Write out, without any change, the lines in the material below that run from the line with "let widths: Vec<usize> = (0..columns)" through the line with "let mut out = String::new();", both included.

···

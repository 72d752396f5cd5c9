//! Field segmentation of logical receipt lines.

use std::str::FromStr;

use regex::Captures;
use rust_decimal::Decimal;
use tracing::trace;

use super::patterns::{PRODUCT_LINE, PRODUCT_LINE_GROUPS};
use crate::models::product::ProductRecord;

/// Cuts logical lines into product records.
#[derive(Debug, Clone, Copy, Default)]
pub struct Segmenter;

impl Segmenter {
    pub fn new() -> Self {
        Self
    }

    /// Extract every product record in `line`, left to right.
    ///
    /// Lines that do not match (headers, totals, store details) give an empty
    /// list.
    pub fn segment(&self, line: &str) -> Vec<ProductRecord> {
        PRODUCT_LINE
            .captures_iter(line)
            .filter(|caps| caps.len() == PRODUCT_LINE_GROUPS)
            .filter_map(|caps| record_from_captures(&caps))
            .collect()
    }
}

/// Extract every product record in `line`.
pub fn segment_line(line: &str) -> Vec<ProductRecord> {
    Segmenter::new().segment(line)
}

fn record_from_captures(caps: &Captures<'_>) -> Option<ProductRecord> {
    let field = |i: usize| caps.get(i).map(|m| m.as_str());

    Some(ProductRecord {
        description: field(1)?.to_string(),
        article_id: parse_or_zero("article_id", field(2)?),
        price: parse_or_zero("price", field(3)?),
        unit_weight: parse_or_zero("unit_weight", field(4)?),
        unit: field(5)?.to_string(),
        total_price: parse_or_zero("total_price", field(6)?),
    })
}

/// Numbers that match the pattern but still fail to parse (e.g. a weight
/// too large for a decimal) become zero; the record is kept.
fn parse_or_zero<T>(field: &str, value: &str) -> T
where
    T: FromStr + Default,
{
    value.parse().unwrap_or_else(|_| {
        trace!("Could not parse {} from {:?}, using zero", field, value);
        T::default()
    })
}
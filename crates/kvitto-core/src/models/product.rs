//! Receipt line-item models.

use rust_decimal::Decimal;
use serde::{Deserialize, Serialize};

use crate::report::format_fixed;

/// One line item read off a receipt.
///
/// Every record is built from exactly one full pattern match on one logical
/// line. Records are never patched up from partial data.
#[derive(Debug, Clone, PartialEq, Eq, Serialize, Deserialize)]
pub struct ProductRecord {
    /// Item name or variant, exactly as printed.
    pub description: String,

    /// Catalog identifier (13 digits on the receipt).
    pub article_id: u64,

    /// Unit price.
    pub price: Decimal,

    /// Quantity or weight per unit.
    pub unit_weight: Decimal,

    /// Unit of measure (`st`, `kg`, ...).
    pub unit: String,

    /// Line total as printed. Not recomputed from price and weight.
    pub total_price: Decimal,
}

impl ProductRecord {
    /// Article identifier padded to the 13 digits printed on the receipt.
    pub fn article_code(&self) -> String {
        format!("{:013}", self.article_id)
    }

    /// Render the record back into the run-together form found on the receipt,
    /// e.g. `LF Lätt CF 13%731869007567716.501 st16.50`.
    pub fn to_receipt_line(&self) -> String {
        format!(
            "{}{}{}{} {}{}",
            self.description,
            self.article_code(),
            format_fixed(self.price, 2),
            self.unit_weight,
            self.unit,
            format_fixed(self.total_price, 2)
        )
    }
}

/// Outcome of running the pipeline over a whole document.
#[derive(Debug, Clone, Default, Serialize, Deserialize)]
pub struct ExtractionResult {
    /// Records in page order, then line order.
    pub products: Vec<ProductRecord>,

    /// Number of pages the source reported.
    pub page_count: u32,

    /// Logical lines handed to the segmenter.
    pub lines: usize,

    /// Pages that were invalid or failed to yield rows.
    #[serde(skip_serializing_if = "Vec::is_empty")]
    pub skipped_pages: Vec<u32>,
}

impl ExtractionResult {
    /// Sum of all line totals.
    pub fn total(&self) -> Decimal {
        self.products.iter().map(|p| p.total_price).sum()
    }
}
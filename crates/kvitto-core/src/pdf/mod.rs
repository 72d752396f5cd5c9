//! PDF row extraction.

mod collector;
mod extractor;

pub use extractor::PdfRowExtractor;

use crate::error::PdfError;

/// Result type for PDF operations.
pub type Result<T> = std::result::Result<T, PdfError>;

/// A piece of text as placed by the document on one physical row.
#[derive(Debug, Clone, PartialEq)]
pub struct TextRun {
    /// Horizontal origin in page space.
    pub x: f64,
    /// Baseline in page space (larger is higher on the page).
    pub y: f64,
    /// Decoded text.
    pub text: String,
}

impl TextRun {
    pub fn new(x: f64, y: f64, text: impl Into<String>) -> Self {
        Self {
            x,
            y,
            text: text.into(),
        }
    }
}

/// Runs sharing one baseline, ordered left to right.
#[derive(Debug, Clone, Default, PartialEq)]
pub struct TextRow {
    /// Baseline of the first run in the row.
    pub y: f64,
    /// Runs in reading order.
    pub runs: Vec<TextRun>,
}

impl TextRow {
    /// Build a row from bare strings, positioned left to right on one baseline.
    pub fn from_texts<I, S>(texts: I) -> Self
    where
        I: IntoIterator<Item = S>,
        S: Into<String>,
    {
        let runs = texts
            .into_iter()
            .enumerate()
            .map(|(i, text)| TextRun::new(i as f64, 0.0, text))
            .collect();
        Self { y: 0.0, runs }
    }

    /// Concatenated text of all runs, in order.
    pub fn text(&self) -> String {
        self.runs.iter().map(|r| r.text.as_str()).collect()
    }
}

/// Narrow view of a paginated document: enough to pull text rows per page.
///
/// Pages are numbered from 1.
pub trait RowSource {
    /// Number of pages in the document.
    fn page_count(&self) -> u32;

    /// Whether the page exists and can be read at all.
    fn is_valid_page(&self, page: u32) -> bool;

    /// Text rows of a page, top to bottom.
    fn extract_rows(&self, page: u32) -> Result<Vec<TextRow>>;
}

/// Group runs into rows by baseline.
///
/// Runs whose baselines lie within `tolerance` of a row's first run join
/// that row. Rows come out top to bottom, runs left to right; runs with the
/// same x keep their content-stream order.
pub fn group_rows(mut runs: Vec<TextRun>, tolerance: f64) -> Vec<TextRow> {
    runs.sort_by(|a, b| b.y.total_cmp(&a.y));

    let mut rows: Vec<TextRow> = Vec::new();
    for run in runs {
        match rows.last_mut() {
            Some(row) if (row.y - run.y).abs() <= tolerance => row.runs.push(run),
            _ => rows.push(TextRow {
                y: run.y,
                runs: vec![run],
            }),
        }
    }

    for row in &mut rows {
        row.runs.sort_by(|a, b| a.x.total_cmp(&b.x));
    }

    rows
}
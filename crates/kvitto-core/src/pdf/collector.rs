//! Positioned glyph collection on top of pdf-extract's font decoding.

use pdf_extract::{MediaBox, OutputDev, OutputError, Transform};

use super::TextRun;

/// `OutputDev` that records every decoded glyph as a run at its origin.
///
/// pdf-extract resolves the font encoding (`/Encoding`, `/Differences`,
/// `ToUnicode`, CID codes), so runs arrive as Unicode text.
#[derive(Debug, Default)]
pub(crate) struct RunCollector {
    runs: Vec<TextRun>,
}

impl RunCollector {
    pub(crate) fn new() -> Self {
        Self::default()
    }

    pub(crate) fn into_runs(self) -> Vec<TextRun> {
        self.runs
    }
}

impl OutputDev for RunCollector {
    fn begin_page(
        &mut self,
        _page_num: u32,
        _media_box: &MediaBox,
        _art_box: Option<(f64, f64, f64, f64)>,
    ) -> Result<(), OutputError> {
        Ok(())
    }

    fn end_page(&mut self) -> Result<(), OutputError> {
        Ok(())
    }

    fn output_character(
        &mut self,
        trm: &Transform,
        _width: f64,
        _spacing: f64,
        _font_size: f64,
        char: &str,
    ) -> Result<(), OutputError> {
        // unmapped CIDs decode to nothing
        if !char.is_empty() {
            self.runs.push(TextRun::new(trm.m31, trm.m32, char));
        }
        Ok(())
    }

    fn begin_word(&mut self) -> Result<(), OutputError> {
        Ok(())
    }

    fn end_word(&mut self) -> Result<(), OutputError> {
        Ok(())
    }

    fn end_line(&mut self) -> Result<(), OutputError> {
        Ok(())
    }
}

#[cfg(test)]
mod tests {
    use super::*;
    use pretty_assertions::assert_eq;

    #[test]
    fn test_glyphs_land_at_matrix_origin() {
        let mut collector = RunCollector::new();
        let trm = Transform::row_major(10.0, 0.0, 0.0, 10.0, 120.0, 700.0);

        collector.output_character(&trm, 0.6, 0.0, 10.0, "7").unwrap();
        collector.output_character(&trm, 0.0, 0.0, 10.0, "").unwrap();

        assert_eq!(collector.into_runs(), vec![TextRun::new(120.0, 700.0, "7")]);
    }
}
//! Error types for the kvitto-core library.

use thiserror::Error;

/// Main error type for the kvitto library.
#[derive(Error, Debug)]
pub enum KvittoError {
    /// PDF processing error.
    #[error("PDF error: {0}")]
    Pdf(#[from] PdfError),

    /// I/O error.
    #[error("I/O error: {0}")]
    Io(#[from] std::io::Error),

    /// Configuration error.
    #[error("configuration error: {0}")]
    Config(String),
}

/// Errors related to PDF processing.
#[derive(Error, Debug)]
pub enum PdfError {
    /// Failed to open/parse the PDF file.
    #[error("failed to parse PDF: {0}")]
    Parse(String),

    /// Failed to extract text rows from a page.
    #[error("failed to extract text: {0}")]
    TextExtraction(String),

    /// The PDF is encrypted and cannot be processed.
    #[error("PDF is encrypted")]
    Encrypted,

    /// Invalid page number requested.
    #[error("invalid page number: {0}")]
    InvalidPage(u32),
}

/// Result type for the kvitto library.
pub type Result<T> = std::result::Result<T, KvittoError>;
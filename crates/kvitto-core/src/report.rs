//! Aligned text report of extracted products.
//!
//! Layout: an empty leading column, then one right-aligned column per field.
//! Every column is as wide as its widest cell plus one space, and each cell
//! is closed by `|`:
//!
//! ```text
//!  |    Description|     ArticleID| Price| UnitWeight| Unit| Total price|
//!  |               |              |      |           |     |            |
//!  | LF Lätt CF 13%| 7318690075677| 16.50|      1.000|   st|       16.50|
//! ```

use rust_decimal::{Decimal, RoundingStrategy};

use crate::models::product::ProductRecord;

/// Column titles, in output order.
pub const HEADERS: [&str; 6] = [
    "Description",
    "ArticleID",
    "Price",
    "UnitWeight",
    "Unit",
    "Total price",
];

const PADDING: usize = 1;
const SEPARATOR: char = '|';

/// Cell texts for one record, in [`HEADERS`] order.
pub fn record_cells(record: &ProductRecord) -> [String; 6] {
    [
        record.description.clone(),
        record.article_code(),
        format_fixed(record.price, 2),
        format_fixed(record.unit_weight, 3),
        record.unit.clone(),
        format_fixed(record.total_price, 2),
    ]
}

/// Format with exactly `dp` fractional digits, halves rounded away from zero.
///
/// Values are exact decimals, so a written half always rounds up in
/// magnitude: `0.4825` at three places is `"0.483"`. Formatting the same
/// value as a binary float with `%.3f` gives `"0.482"`, because the nearest
/// `f64` lies just below the half.
pub fn format_fixed(value: Decimal, dp: u32) -> String {
    let rounded = value.round_dp_with_strategy(dp, RoundingStrategy::MidpointAwayFromZero);
    format!("{:.*}", dp as usize, rounded)
}

/// Render the header, a blank separator row, and one row per record.
pub fn render_table(records: &[ProductRecord]) -> String {
    let mut rows: Vec<Vec<String>> = Vec::with_capacity(records.len() + 2);

    rows.push(with_leading_column(HEADERS.iter().map(|h| h.to_string())));
    rows.push(vec![String::new(); HEADERS.len() + 1]);
    for record in records {
        rows.push(with_leading_column(record_cells(record)));
    }

    align_right(&rows)
}

fn with_leading_column(cells: impl IntoIterator<Item = String>) -> Vec<String> {
    std::iter::once(String::new()).chain(cells).collect()
}

fn align_right(rows: &[Vec<String>]) -> String {
    let columns = rows.iter().map(Vec::len).max().unwrap_or(0);
    let widths: Vec<usize> = (0..columns)
        .map(|col| {
            rows.iter()
                .filter_map(|row| row.get(col))
                .map(|cell| cell.chars().count())
                .max()
                .unwrap_or(0)
                + PADDING
        })
        .collect();

    let mut out = String::new();
    for row in rows {
        for (cell, width) in row.iter().zip(&widths) {
            let pad = width - cell.chars().count();
            out.extend(std::iter::repeat_n(' ', pad));
            out.push_str(cell);
            out.push(SEPARATOR);
        }
        out.push('\n');
    }
    out
}
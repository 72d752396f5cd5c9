//! PDF text row extraction using lopdf and pdf-extract.

use std::panic::{self, AssertUnwindSafe};
use std::path::Path;

use lopdf::Document;
use tracing::{debug, trace};

use super::collector::RunCollector;
use super::{Result, RowSource, TextRow, group_rows};
use crate::error::PdfError;
use crate::models::config::PdfConfig;

/// Row source backed by a lopdf document.
pub struct PdfRowExtractor {
    document: Option<Document>,
    row_tolerance: f64,
}

impl PdfRowExtractor {
    /// Create an extractor with no document loaded.
    pub fn new() -> Self {
        Self {
            document: None,
            row_tolerance: PdfConfig::default().row_tolerance,
        }
    }

    /// Set the baseline tolerance used to group runs into rows.
    pub fn with_row_tolerance(mut self, tolerance: f64) -> Self {
        self.row_tolerance = tolerance;
        self
    }

    /// Read and load a PDF file.
    pub fn open(path: &Path, config: &PdfConfig) -> crate::Result<Self> {
        let data = std::fs::read(path)?;
        let mut extractor = Self::new().with_row_tolerance(config.row_tolerance);
        extractor.load(&data)?;
        Ok(extractor)
    }

    /// Load a PDF from bytes.
    pub fn load(&mut self, data: &[u8]) -> Result<()> {
        let mut doc = Document::load_mem(data).map_err(|e| PdfError::Parse(e.to_string()))?;

        // Receipts are sometimes "protected" with an empty user password
        if doc.is_encrypted() {
            if doc.decrypt("").is_err() {
                return Err(PdfError::Encrypted);
            }
            debug!("Decrypted PDF with empty password");
        }

        debug!("Loaded PDF with {} pages", doc.get_pages().len());
        self.document = Some(doc);
        Ok(())
    }

    fn document(&self) -> Result<&Document> {
        self.document
            .as_ref()
            .ok_or_else(|| PdfError::Parse("No document loaded".to_string()))
    }
}

impl Default for PdfRowExtractor {
    fn default() -> Self {
        Self::new()
    }
}

impl RowSource for PdfRowExtractor {
    fn page_count(&self) -> u32 {
        self.document
            .as_ref()
            .map(|doc| doc.get_pages().len() as u32)
            .unwrap_or(0)
    }

    fn is_valid_page(&self, page: u32) -> bool {
        let Some(doc) = self.document.as_ref() else {
            return false;
        };
        doc.get_pages()
            .get(&page)
            .and_then(|id| doc.get_object(*id).ok())
            .is_some_and(|obj| obj.as_dict().is_ok())
    }

    fn extract_rows(&self, page: u32) -> Result<Vec<TextRow>> {
        let doc = self.document()?;
        if !doc.get_pages().contains_key(&page) {
            return Err(PdfError::InvalidPage(page));
        }

        // pdf-extract panics on some malformed font and content objects
        let mut collector = RunCollector::new();
        panic::catch_unwind(AssertUnwindSafe(|| {
            pdf_extract::output_doc_page(doc, &mut collector, page)
        }))
        .map_err(|_| PdfError::TextExtraction(format!("page {}: malformed content", page)))?
        .map_err(|e| PdfError::TextExtraction(format!("page {}: {}", page, e)))?;

        let runs = collector.into_runs();
        trace!("Page {}: {} glyphs", page, runs.len());

        let rows = group_rows(runs, self.row_tolerance);
        debug!("Page {}: {} rows", page, rows.len());
        Ok(rows)
    }
}
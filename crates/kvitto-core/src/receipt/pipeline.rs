//! Page-by-page extraction over a row source.

use tracing::{debug, info, warn};

use super::rows::RowReconstructor;
use super::segmenter::Segmenter;
use crate::models::config::KvittoConfig;
use crate::models::product::ExtractionResult;
use crate::pdf::{RowSource, TextRow};

/// Runs row repair and segmentation over every page of a document.
#[derive(Debug, Clone)]
pub struct ReceiptExtractor {
    reconstructor: RowReconstructor,
    segmenter: Segmenter,
    /// Maximum pages to process (0 = unlimited).
    max_pages: usize,
}

impl ReceiptExtractor {
    /// Create an extractor from configuration.
    pub fn new(config: &KvittoConfig) -> Self {
        Self {
            reconstructor: RowReconstructor::from_config(&config.receipt),
            segmenter: Segmenter::new(),
            max_pages: config.pdf.max_pages,
        }
    }

    /// Set the page limit (0 = unlimited).
    pub fn with_max_pages(mut self, max_pages: usize) -> Self {
        self.max_pages = max_pages;
        self
    }

    /// Extract all product records from `source`, in page order.
    pub fn extract<S: RowSource + ?Sized>(&self, source: &S) -> ExtractionResult {
        self.extract_with_progress(source, |_, _| {})
    }

    /// Like [`extract`](Self::extract), calling `on_page(page, total)` before
    /// each page is read.
    ///
    /// Invalid pages and pages whose rows cannot be read contribute nothing;
    /// they are listed in `skipped_pages` and the run continues.
    pub fn extract_with_progress<S, F>(&self, source: &S, mut on_page: F) -> ExtractionResult
    where
        S: RowSource + ?Sized,
        F: FnMut(u32, u32),
    {
        let page_count = source.page_count();
        let mut result = ExtractionResult {
            page_count,
            ..Default::default()
        };

        let last_page = match self.max_pages {
            0 => page_count,
            n => page_count.min(u32::try_from(n).unwrap_or(u32::MAX)),
        };
        if last_page < page_count {
            info!("Processing first {} of {} pages", last_page, page_count);
        }

        for page in 1..=last_page {
            on_page(page, last_page);

            if !source.is_valid_page(page) {
                debug!("Skipping invalid page {}", page);
                result.skipped_pages.push(page);
                continue;
            }

            match source.extract_rows(page) {
                Ok(rows) => self.extract_page(page, &rows, &mut result),
                Err(e) => {
                    warn!("Failed to read rows from page {}: {}", page, e);
                    result.skipped_pages.push(page);
                }
            }
        }

        info!(
            "Extracted {} products from {} lines on {} pages",
            result.products.len(),
            result.lines,
            page_count
        );
        result
    }

    /// Extract from rows that were already read, one entry per page.
    pub fn extract_pages<I>(&self, pages: I) -> ExtractionResult
    where
        I: IntoIterator<Item = Vec<TextRow>>,
    {
        let mut result = ExtractionResult::default();
        for (i, rows) in pages.into_iter().enumerate() {
            let page = i as u32 + 1;
            result.page_count = page;
            self.extract_page(page, &rows, &mut result);
        }
        result
    }

    fn extract_page(&self, page: u32, rows: &[TextRow], result: &mut ExtractionResult) {
        let lines = self.reconstructor.reconstruct(rows);
        let before = result.products.len();

        for line in &lines {
            result.products.extend(self.segmenter.segment(line));
        }
        result.lines += lines.len();

        debug!(
            "Page {}: {} rows, {} lines, {} products",
            page,
            rows.len(),
            lines.len(),
            result.products.len() - before
        );
    }
}

impl Default for ReceiptExtractor {
    fn default() -> Self {
        Self::new(&KvittoConfig::default())
    }
}
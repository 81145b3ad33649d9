use std::{
    fmt,
    str::FromStr,
    time::{SystemTime, UNIX_EPOCH},
};

use axum::http::{HeaderMap, header};
use cookie::{Cookie, SameSite, time::Duration};
use jsonwebtoken::{Algorithm, DecodingKey, EncodingKey, Header, Validation, decode, encode};
use serde::{Deserialize, Serialize};
use ts_rs::TS;
use utoipa::ToSchema;

/// Name of the cookie carrying the session token.
pub const SESSION_COOKIE: &str = "session";

/// Sessions live for seven days; the same value drives the token `exp` and the cookie `Max-Age`.
pub const SESSION_TTL_DAYS: i64 = 7;

/// Role
///
/// The closed set of principals the application knows about. Any other value in a
/// session payload makes the whole payload invalid.
#[derive(Debug, Clone, Copy, PartialEq, Eq, Hash, Serialize, Deserialize, TS, ToSchema)]
#[serde(rename_all = "UPPERCASE")]
#[ts(export)]
pub enum Role {
    User,
    Broker,
    Admin,
}

impl Role {
    pub fn as_str(&self) -> &'static str {
        match self {
            Role::User => "USER",
            Role::Broker => "BROKER",
            Role::Admin => "ADMIN",
        }
    }

    /// Brokers and admins share the broker area.
    pub fn is_broker(&self) -> bool {
        matches!(self, Role::Broker | Role::Admin)
    }
}

impl fmt::Display for Role {
    fn fmt(&self, f: &mut fmt::Formatter<'_>) -> fmt::Result {
        f.write_str(self.as_str())
    }
}

#[derive(Debug, thiserror::Error)]
#[error("unknown role `{0}`")]
pub struct UnknownRole(pub String);

impl FromStr for Role {
    type Err = UnknownRole;

    fn from_str(s: &str) -> Result<Self, Self::Err> {
        match s {
            "USER" => Ok(Role::User),
            "BROKER" => Ok(Role::Broker),
            "ADMIN" => Ok(Role::Admin),
            other => Err(UnknownRole(other.to_string())),
        }
    }
}

/// Identity
///
/// The authenticated principal carried by the session cookie. Created at login or
/// registration, read (never mutated) by the gate on every request.
#[derive(Debug, Clone, PartialEq, Eq, Serialize, Deserialize, TS, ToSchema)]
#[serde(rename_all = "camelCase")]
#[ts(export)]
pub struct Identity {
    pub user_id: String,
    pub role: Role,
    pub email: String,
    pub name: String,
    #[serde(default, skip_serializing_if = "Option::is_none")]
    pub phone_e164: Option<String>,
    pub verified: bool,
}

/// Why a raw cookie value did not yield an [`Identity`].
///
/// Bad signatures, expired tokens, unknown roles and plain garbage all land in
/// `Malformed`; callers only ever need to tell "no session" from "unusable session".
#[derive(Debug, Clone, Copy, PartialEq, Eq, thiserror::Error)]
pub enum DecodeError {
    #[error("session cookie absent")]
    Absent,
    #[error("session cookie malformed")]
    Malformed,
}

#[derive(Debug, Serialize, Deserialize)]
struct SessionClaims {
    #[serde(flatten)]
    identity: Identity,
    iat: u64,
    exp: u64,
}

/// SessionCodec
///
/// Signs identities into HS256 tokens and verifies them back. Cheap to clone; the
/// keys are derived once from the configured secret.
#[derive(Clone)]
pub struct SessionCodec {
    encoding: EncodingKey,
    decoding: DecodingKey,
    validation: Validation,
}

impl fmt::Debug for SessionCodec {
    fn fmt(&self, f: &mut fmt::Formatter<'_>) -> fmt::Result {
        f.debug_struct("SessionCodec").finish_non_exhaustive()
    }
}

impl SessionCodec {
    pub fn new(secret: &str) -> Self {
        let mut validation = Validation::new(Algorithm::HS256);
        validation.validate_exp = true;
        Self {
            encoding: EncodingKey::from_secret(secret.as_bytes()),
            decoding: DecodingKey::from_secret(secret.as_bytes()),
            validation,
        }
    }

    /// Signs `identity` into a token valid for [`SESSION_TTL_DAYS`].
    pub fn encode(&self, identity: &Identity) -> Result<String, jsonwebtoken::errors::Error> {
        let now = unix_now();
        let ttl = SESSION_TTL_DAYS as u64 * 24 * 60 * 60;
        self.encode_with_window(identity, now, now + ttl)
    }

    /// Signs with an explicit issue/expiry window.
    pub fn encode_with_window(
        &self,
        identity: &Identity,
        iat: u64,
        exp: u64,
    ) -> Result<String, jsonwebtoken::errors::Error> {
        let claims = SessionClaims {
            identity: identity.clone(),
            iat,
            exp,
        };
        encode(&Header::new(Algorithm::HS256), &claims, &self.encoding)
    }

    /// decode
    ///
    /// Turns the raw cookie value into an [`Identity`]. An empty value counts as
    /// absent, since that is what a cleared cookie looks like.
    pub fn decode(&self, raw: Option<&str>) -> Result<Identity, DecodeError> {
        let raw = match raw.map(str::trim) {
            None | Some("") => return Err(DecodeError::Absent),
            Some(raw) => raw,
        };

        match decode::<SessionClaims>(raw, &self.decoding, &self.validation) {
            Ok(data) => Ok(data.claims.identity),
            Err(e) => {
                tracing::debug!(reason = ?e.kind(), "rejecting session cookie");
                Err(DecodeError::Malformed)
            }
        }
    }

    /// decode_first
    ///
    /// Several `session` cookies can arrive at once when copies live under different
    /// paths; the first one that decodes wins. All-empty or none is `Absent`.
    pub fn decode_first(&self, raws: &[&str]) -> Result<Identity, DecodeError> {
        let mut outcome = Err(DecodeError::Absent);
        for raw in raws {
            match self.decode(Some(raw)) {
                Ok(identity) => return Ok(identity),
                Err(DecodeError::Malformed) => outcome = Err(DecodeError::Malformed),
                Err(DecodeError::Absent) => {}
            }
        }
        outcome
    }
}

fn unix_now() -> u64 {
    SystemTime::now()
        .duration_since(UNIX_EPOCH)
        .map(|d| d.as_secs())
        .unwrap_or_default()
}

/// session_cookie
///
/// Builds the cookie written at login/registration: HTTP-only, `SameSite=Lax`,
/// seven-day `Max-Age`, root path, and `Secure` when `secure` is set.
pub fn session_cookie(token: String, secure: bool) -> Cookie<'static> {
    Cookie::build((SESSION_COOKIE, token))
        .path("/")
        .http_only(true)
        .secure(secure)
        .same_site(SameSite::Lax)
        .max_age(Duration::days(SESSION_TTL_DAYS))
        .build()
}

/// removal_cookies
///
/// One expired, empty cookie per path the session was ever scoped to. Browsers key
/// cookies by (name, path), so clearing only `/` can leave an older copy alive.
pub fn removal_cookies(paths: &[String], secure: bool) -> Vec<Cookie<'static>> {
    paths
        .iter()
        .map(|path| {
            Cookie::build((SESSION_COOKIE, ""))
                .path(path.clone())
                .http_only(true)
                .secure(secure)
                .same_site(SameSite::Lax)
                .max_age(Duration::ZERO)
                .build()
        })
        .collect()
}

/// Every raw `session` value in the request's `Cookie` headers, in the order sent.
/// Browsers send the most specific path first, so a stale `/api/auth` copy can
/// precede the live `/` one.
pub fn read_session_cookies(headers: &HeaderMap) -> Vec<String> {
    headers
        .get_all(header::COOKIE)
        .iter()
        .filter_map(|value| value.to_str().ok())
        .flat_map(Cookie::split_parse)
        .filter_map(Result::ok)
        .filter(|c| c.name() == SESSION_COOKIE)
        .map(|c| c.value().to_string())
        .collect()
}
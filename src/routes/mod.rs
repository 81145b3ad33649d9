/// Router Module Index
///
/// Splits the API by access level. Page-level access (public / protected / broker-only
/// namespaces) is decided separately by the session gate in `lib.rs`; every API path
/// sits under the public `/api` prefix, so these modules carry their own checks.

/// Routes open to anonymous callers: health and the session issuer endpoints.
pub mod public;

/// Routes wrapped in the `AuthUser` middleware. Requires a valid, current session.
pub mod authenticated;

···

**ANSWER FOR THIS EXERCISE**
    let widths: Vec<usize> = (0..columns)
        .map(|col| {
            rows.iter()
                .filter_map(|row| row.get(col))
                .map(|cell| cell.chars().count())
                .max()
                .unwrap_or(0)
                + PADDING
        })
        .collect();

    let mut out = String::new();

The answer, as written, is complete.